What you should do:
Your answer should repeat every line of the records below in which the word "EngineConfig" appears.

Stored data entries:
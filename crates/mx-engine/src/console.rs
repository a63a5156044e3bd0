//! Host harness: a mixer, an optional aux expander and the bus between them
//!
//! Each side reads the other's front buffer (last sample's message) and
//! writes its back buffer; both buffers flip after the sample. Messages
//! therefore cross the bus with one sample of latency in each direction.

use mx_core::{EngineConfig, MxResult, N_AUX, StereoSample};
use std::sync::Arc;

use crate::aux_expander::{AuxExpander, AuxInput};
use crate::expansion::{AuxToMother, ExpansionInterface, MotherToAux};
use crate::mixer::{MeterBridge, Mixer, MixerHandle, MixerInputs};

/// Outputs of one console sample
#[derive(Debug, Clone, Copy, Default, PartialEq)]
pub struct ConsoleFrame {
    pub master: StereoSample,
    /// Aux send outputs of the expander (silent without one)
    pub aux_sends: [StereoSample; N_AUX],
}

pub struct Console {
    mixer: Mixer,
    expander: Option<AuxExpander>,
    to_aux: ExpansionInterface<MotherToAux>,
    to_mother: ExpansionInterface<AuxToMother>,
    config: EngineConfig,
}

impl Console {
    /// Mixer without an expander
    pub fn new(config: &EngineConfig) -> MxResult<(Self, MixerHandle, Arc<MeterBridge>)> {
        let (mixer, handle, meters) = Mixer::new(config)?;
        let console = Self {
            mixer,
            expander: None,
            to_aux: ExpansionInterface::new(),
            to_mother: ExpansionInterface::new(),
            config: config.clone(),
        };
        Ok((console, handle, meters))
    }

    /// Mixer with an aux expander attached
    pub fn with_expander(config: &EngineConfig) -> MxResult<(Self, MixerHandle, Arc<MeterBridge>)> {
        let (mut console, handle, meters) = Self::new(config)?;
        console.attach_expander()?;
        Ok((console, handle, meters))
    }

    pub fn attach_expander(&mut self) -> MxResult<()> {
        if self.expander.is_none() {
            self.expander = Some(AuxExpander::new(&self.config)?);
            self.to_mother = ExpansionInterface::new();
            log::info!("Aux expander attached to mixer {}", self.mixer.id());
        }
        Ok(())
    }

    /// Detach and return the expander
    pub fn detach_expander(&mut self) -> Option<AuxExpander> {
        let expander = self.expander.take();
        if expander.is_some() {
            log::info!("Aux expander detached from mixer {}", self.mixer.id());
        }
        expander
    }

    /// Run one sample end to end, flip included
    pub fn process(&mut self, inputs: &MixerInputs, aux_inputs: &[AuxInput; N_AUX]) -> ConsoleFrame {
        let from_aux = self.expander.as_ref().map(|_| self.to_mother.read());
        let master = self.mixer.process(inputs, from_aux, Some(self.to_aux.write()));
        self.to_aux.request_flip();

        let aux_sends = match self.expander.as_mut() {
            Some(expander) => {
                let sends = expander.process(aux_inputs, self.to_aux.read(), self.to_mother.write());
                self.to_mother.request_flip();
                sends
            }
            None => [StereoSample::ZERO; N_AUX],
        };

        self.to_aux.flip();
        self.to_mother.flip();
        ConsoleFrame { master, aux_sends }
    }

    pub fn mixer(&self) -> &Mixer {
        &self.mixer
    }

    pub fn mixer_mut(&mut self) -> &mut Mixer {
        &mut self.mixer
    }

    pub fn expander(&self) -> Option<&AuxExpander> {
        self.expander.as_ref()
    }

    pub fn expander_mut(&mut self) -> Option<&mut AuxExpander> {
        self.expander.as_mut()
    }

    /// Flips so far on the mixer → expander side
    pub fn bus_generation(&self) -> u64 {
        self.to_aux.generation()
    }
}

Answer to this task:
use mx_core::{EngineConfig, MxResult, N_AUX, StereoSample};
    config: EngineConfig,
    pub fn new(config: &EngineConfig) -> MxResult<(Self, MixerHandle, Arc<MeterBridge>)> {
    pub fn with_expander(config: &EngineConfig) -> MxResult<(Self, MixerHandle, Arc<MeterBridge>)> {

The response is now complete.